### TASK INSTRUCTIONS
The response must contain every line of the records that follow, duplicated exactly.

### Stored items
********************
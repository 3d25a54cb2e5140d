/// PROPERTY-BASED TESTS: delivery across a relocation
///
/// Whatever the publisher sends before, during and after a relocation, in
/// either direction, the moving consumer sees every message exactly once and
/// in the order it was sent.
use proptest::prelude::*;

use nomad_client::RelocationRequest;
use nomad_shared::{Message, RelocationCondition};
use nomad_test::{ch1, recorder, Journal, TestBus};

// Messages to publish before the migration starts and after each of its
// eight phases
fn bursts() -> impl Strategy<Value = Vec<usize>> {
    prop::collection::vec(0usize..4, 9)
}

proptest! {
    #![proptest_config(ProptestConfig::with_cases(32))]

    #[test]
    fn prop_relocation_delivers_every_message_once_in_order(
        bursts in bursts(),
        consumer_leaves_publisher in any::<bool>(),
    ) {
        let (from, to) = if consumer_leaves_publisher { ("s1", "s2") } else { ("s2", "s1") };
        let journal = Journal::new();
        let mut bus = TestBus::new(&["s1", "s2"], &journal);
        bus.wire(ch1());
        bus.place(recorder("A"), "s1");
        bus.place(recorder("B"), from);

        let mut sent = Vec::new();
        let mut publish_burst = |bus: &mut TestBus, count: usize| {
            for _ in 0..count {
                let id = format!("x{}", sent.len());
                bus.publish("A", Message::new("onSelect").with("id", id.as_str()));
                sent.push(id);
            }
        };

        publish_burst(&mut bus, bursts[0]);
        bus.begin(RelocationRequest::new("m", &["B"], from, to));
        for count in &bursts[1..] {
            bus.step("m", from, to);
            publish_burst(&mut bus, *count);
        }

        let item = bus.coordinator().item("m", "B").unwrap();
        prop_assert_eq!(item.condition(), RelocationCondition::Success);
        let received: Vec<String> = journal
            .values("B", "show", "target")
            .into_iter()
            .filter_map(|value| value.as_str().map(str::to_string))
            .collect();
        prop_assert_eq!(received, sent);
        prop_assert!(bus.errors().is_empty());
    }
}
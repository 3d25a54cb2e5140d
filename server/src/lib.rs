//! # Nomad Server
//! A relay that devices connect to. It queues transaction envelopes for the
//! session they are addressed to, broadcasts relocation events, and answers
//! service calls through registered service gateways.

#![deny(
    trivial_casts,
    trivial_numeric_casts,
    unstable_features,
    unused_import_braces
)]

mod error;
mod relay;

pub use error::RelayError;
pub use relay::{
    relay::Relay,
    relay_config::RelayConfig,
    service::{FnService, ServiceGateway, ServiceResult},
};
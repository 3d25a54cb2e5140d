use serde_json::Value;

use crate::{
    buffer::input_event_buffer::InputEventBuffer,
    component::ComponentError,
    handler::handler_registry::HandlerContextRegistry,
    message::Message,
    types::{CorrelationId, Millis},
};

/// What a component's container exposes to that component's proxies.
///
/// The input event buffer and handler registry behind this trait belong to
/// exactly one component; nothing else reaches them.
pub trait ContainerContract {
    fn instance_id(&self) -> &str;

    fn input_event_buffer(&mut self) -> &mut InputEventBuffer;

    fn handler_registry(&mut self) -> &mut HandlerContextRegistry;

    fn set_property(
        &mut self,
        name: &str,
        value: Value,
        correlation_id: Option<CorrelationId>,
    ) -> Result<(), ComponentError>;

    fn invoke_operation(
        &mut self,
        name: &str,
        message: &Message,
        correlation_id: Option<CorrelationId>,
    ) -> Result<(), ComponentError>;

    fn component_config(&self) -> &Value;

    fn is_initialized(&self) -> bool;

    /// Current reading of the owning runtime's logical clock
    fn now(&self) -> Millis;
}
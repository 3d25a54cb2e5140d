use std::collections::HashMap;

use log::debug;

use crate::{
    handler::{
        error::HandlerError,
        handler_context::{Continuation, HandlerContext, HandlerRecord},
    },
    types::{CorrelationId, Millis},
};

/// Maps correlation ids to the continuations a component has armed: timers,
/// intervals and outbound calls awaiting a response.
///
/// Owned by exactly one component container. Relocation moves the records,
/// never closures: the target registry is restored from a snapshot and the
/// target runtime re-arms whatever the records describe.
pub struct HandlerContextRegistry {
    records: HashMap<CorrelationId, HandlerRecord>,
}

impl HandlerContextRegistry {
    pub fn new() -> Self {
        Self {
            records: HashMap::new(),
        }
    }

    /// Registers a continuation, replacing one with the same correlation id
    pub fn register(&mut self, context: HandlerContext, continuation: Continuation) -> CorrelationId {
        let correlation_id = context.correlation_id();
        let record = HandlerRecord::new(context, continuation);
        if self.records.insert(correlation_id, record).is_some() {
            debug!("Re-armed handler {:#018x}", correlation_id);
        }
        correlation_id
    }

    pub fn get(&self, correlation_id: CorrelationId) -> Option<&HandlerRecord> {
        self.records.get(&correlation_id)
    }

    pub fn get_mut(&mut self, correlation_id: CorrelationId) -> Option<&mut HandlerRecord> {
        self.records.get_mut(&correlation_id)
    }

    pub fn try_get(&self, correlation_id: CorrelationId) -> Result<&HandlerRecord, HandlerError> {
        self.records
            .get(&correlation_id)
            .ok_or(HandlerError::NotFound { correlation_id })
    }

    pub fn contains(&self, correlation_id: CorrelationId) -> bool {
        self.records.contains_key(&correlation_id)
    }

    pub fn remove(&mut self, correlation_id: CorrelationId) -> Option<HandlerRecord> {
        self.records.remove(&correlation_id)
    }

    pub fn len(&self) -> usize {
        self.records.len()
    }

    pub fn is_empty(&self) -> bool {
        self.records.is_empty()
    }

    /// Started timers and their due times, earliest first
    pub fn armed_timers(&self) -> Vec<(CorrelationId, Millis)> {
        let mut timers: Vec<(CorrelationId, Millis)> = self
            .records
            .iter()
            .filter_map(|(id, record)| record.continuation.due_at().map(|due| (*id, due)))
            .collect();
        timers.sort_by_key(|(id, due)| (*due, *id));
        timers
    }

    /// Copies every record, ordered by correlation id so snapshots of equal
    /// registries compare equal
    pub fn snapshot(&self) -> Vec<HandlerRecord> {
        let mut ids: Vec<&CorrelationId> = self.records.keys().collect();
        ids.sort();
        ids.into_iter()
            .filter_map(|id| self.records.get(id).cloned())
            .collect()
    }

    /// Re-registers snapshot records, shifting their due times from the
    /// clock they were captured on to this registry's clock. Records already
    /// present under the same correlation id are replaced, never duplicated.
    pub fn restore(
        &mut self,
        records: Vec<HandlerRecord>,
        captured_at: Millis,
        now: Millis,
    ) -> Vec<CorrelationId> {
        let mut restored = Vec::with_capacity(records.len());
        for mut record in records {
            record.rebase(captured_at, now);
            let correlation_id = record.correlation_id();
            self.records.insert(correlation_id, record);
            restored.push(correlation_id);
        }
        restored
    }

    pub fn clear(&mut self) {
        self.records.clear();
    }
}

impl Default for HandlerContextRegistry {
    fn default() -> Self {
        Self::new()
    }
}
********************
### YOUR SOLUTION
repository 3d25a54cb2e5140d
/// PROPERTY-BASED TESTS: delivery across a relocation
///
/// Whatever the publisher sends before, during and after a relocation, in
/// either direction, the moving consumer sees every message exactly once and
/// in the order it was sent.
use proptest::prelude::*;

use nomad_client::RelocationRequest;
use nomad_shared::{Message, RelocationCondition};
use nomad_test::{ch1, recorder, Journal, TestBus};

// Messages to publish before the migration starts and after each of its
// eight phases
fn bursts() -> impl Strategy<Value = Vec<usize>> {
    prop::collection::vec(0usize..4, 9)
}

proptest! {
    #![proptest_config(ProptestConfig::with_cases(32))]

    #[test]
    fn prop_relocation_delivers_every_message_once_in_order(
        bursts in bursts(),
        consumer_leaves_publisher in any::<bool>(),
    ) {
        let (from, to) = if consumer_leaves_publisher { ("s1", "s2") } else { ("s2", "s1") };
        let journal = Journal::new();
        let mut bus = TestBus::new(&["s1", "s2"], &journal);
        bus.wire(ch1());
        bus.place(recorder("A"), "s1");
        bus.place(recorder("B"), from);

        let mut sent = Vec::new();
        let mut publish_burst = |bus: &mut TestBus, count: usize| {
            for _ in 0..count {
                let id = format!("x{}", sent.len());
                bus.publish("A", Message::new("onSelect").with("id", id.as_str()));
                sent.push(id);
            }
        };

        publish_burst(&mut bus, bursts[0]);
        bus.begin(RelocationRequest::new("m", &["B"], from, to));
        for count in &bursts[1..] {
            bus.step("m", from, to);
            publish_burst(&mut bus, *count);
        }

        let item = bus.coordinator().item("m", "B").unwrap();
        prop_assert_eq!(item.condition(), RelocationCondition::Success);
        let received: Vec<String> = journal
            .values("B", "show", "target")
            .into_iter()
            .filter_map(|value| value.as_str().map(str::to_string))
            .collect();
        prop_assert_eq!(received, sent);
        prop_assert!(bus.errors().is_empty());
    }
}
repository 3d25a54cb2e5140d
filename server/src/lib.rs
//! # Nomad Server
//! A relay that devices connect to. It queues transaction envelopes for the
//! session they are addressed to, broadcasts relocation events, and answers
//! service calls through registered service gateways.

#![deny(
    trivial_casts,
    trivial_numeric_casts,
    unstable_features,
    unused_import_braces
)]

mod error;
mod relay;

pub use error::RelayError;
pub use relay::{
    relay::Relay,
    relay_config::RelayConfig,
    service::{FnService, ServiceGateway, ServiceResult},
};
repository 3d25a54cb2e5140d
use serde_json::Value;

use crate::{
    buffer::input_event_buffer::InputEventBuffer,
    component::ComponentError,
    handler::handler_registry::HandlerContextRegistry,
    message::Message,
    types::{CorrelationId, Millis},
};

/// What a component's container exposes to that component's proxies.
///
/// The input event buffer and handler registry behind this trait belong to
/// exactly one component; nothing else reaches them.
pub trait ContainerContract {
    fn instance_id(&self) -> &str;

    fn input_event_buffer(&mut self) -> &mut InputEventBuffer;

    fn handler_registry(&mut self) -> &mut HandlerContextRegistry;

    fn set_property(
        &mut self,
        name: &str,
        value: Value,
        correlation_id: Option<CorrelationId>,
    ) -> Result<(), ComponentError>;

    fn invoke_operation(
        &mut self,
        name: &str,
        message: &Message,
        correlation_id: Option<CorrelationId>,
    ) -> Result<(), ComponentError>;

    fn component_config(&self) -> &Value;

    fn is_initialized(&self) -> bool;

    /// Current reading of the owning runtime's logical clock
    fn now(&self) -> Millis;
}
repository 3d25a54cb2e5140d
use std::collections::HashMap;

use log::debug;

use crate::{
    handler::{
        error::HandlerError,
        handler_context::{Continuation, HandlerContext, HandlerRecord},
    },
    types::{CorrelationId, Millis},
};

/// Maps correlation ids to the continuations a component has armed: timers,
/// intervals and outbound calls awaiting a response.
///
/// Owned by exactly one component container. Relocation moves the records,
/// never closures: the target registry is restored from a snapshot and the
/// target runtime re-arms whatever the records describe.
pub struct HandlerContextRegistry {
    records: HashMap<CorrelationId, HandlerRecord>,
}

impl HandlerContextRegistry {
    pub fn new() -> Self {
        Self {
            records: HashMap::new(),
        }
    }

    /// Registers a continuation, replacing one with the same correlation id
    pub fn register(&mut self, context: HandlerContext, continuation: Continuation) -> CorrelationId {
        let correlation_id = context.correlation_id();
        let record = HandlerRecord::new(context, continuation);
        if self.records.insert(correlation_id, record).is_some() {
            debug!("Re-armed handler {:#018x}", correlation_id);
        }
        correlation_id
    }

    pub fn get(&self, correlation_id: CorrelationId) -> Option<&HandlerRecord> {
        self.records.get(&correlation_id)
    }

    pub fn get_mut(&mut self, correlation_id: CorrelationId) -> Option<&mut HandlerRecord> {
        self.records.get_mut(&correlation_id)
    }

    pub fn try_get(&self, correlation_id: CorrelationId) -> Result<&HandlerRecord, HandlerError> {
        self.records
            .get(&correlation_id)
            .ok_or(HandlerError::NotFound { correlation_id })
    }

    pub fn contains(&self, correlation_id: CorrelationId) -> bool {
        self.records.contains_key(&correlation_id)
    }

    pub fn remove(&mut self, correlation_id: CorrelationId) -> Option<HandlerRecord> {
        self.records.remove(&correlation_id)
    }

    pub fn len(&self) -> usize {
        self.records.len()
    }

    pub fn is_empty(&self) -> bool {
        self.records.is_empty()
    }

    /// Started timers and their due times, earliest first
    pub fn armed_timers(&self) -> Vec<(CorrelationId, Millis)> {
        let mut timers: Vec<(CorrelationId, Millis)> = self
            .records
            .iter()
            .filter_map(|(id, record)| record.continuation.due_at().map(|due| (*id, due)))
            .collect();
        timers.sort_by_key(|(id, due)| (*due, *id));
        timers
    }

    /// Copies every record, ordered by correlation id so snapshots of equal
    /// registries compare equal
    pub fn snapshot(&self) -> Vec<HandlerRecord> {
        let mut ids: Vec<&CorrelationId> = self.records.keys().collect();
        ids.sort();
        ids.into_iter()
            .filter_map(|id| self.records.get(id).cloned())
            .collect()
    }

    /// Re-registers snapshot records, shifting their due times from the
    /// clock they were captured on to this registry's clock. Records already
    /// present under the same correlation id are replaced, never duplicated.
    pub fn restore(
        &mut self,
        records: Vec<HandlerRecord>,
        captured_at: Millis,
        now: Millis,
    ) -> Vec<CorrelationId> {
        let mut restored = Vec::with_capacity(records.len());
        for mut record in records {
            record.rebase(captured_at, now);
            let correlation_id = record.correlation_id();
            self.records.insert(correlation_id, record);
            restored.push(correlation_id);
        }
        restored
    }

    pub fn clear(&mut self) {
        self.records.clear();
    }
}

impl Default for HandlerContextRegistry {
    fn default() -> Self {
        Self::new()
    }
}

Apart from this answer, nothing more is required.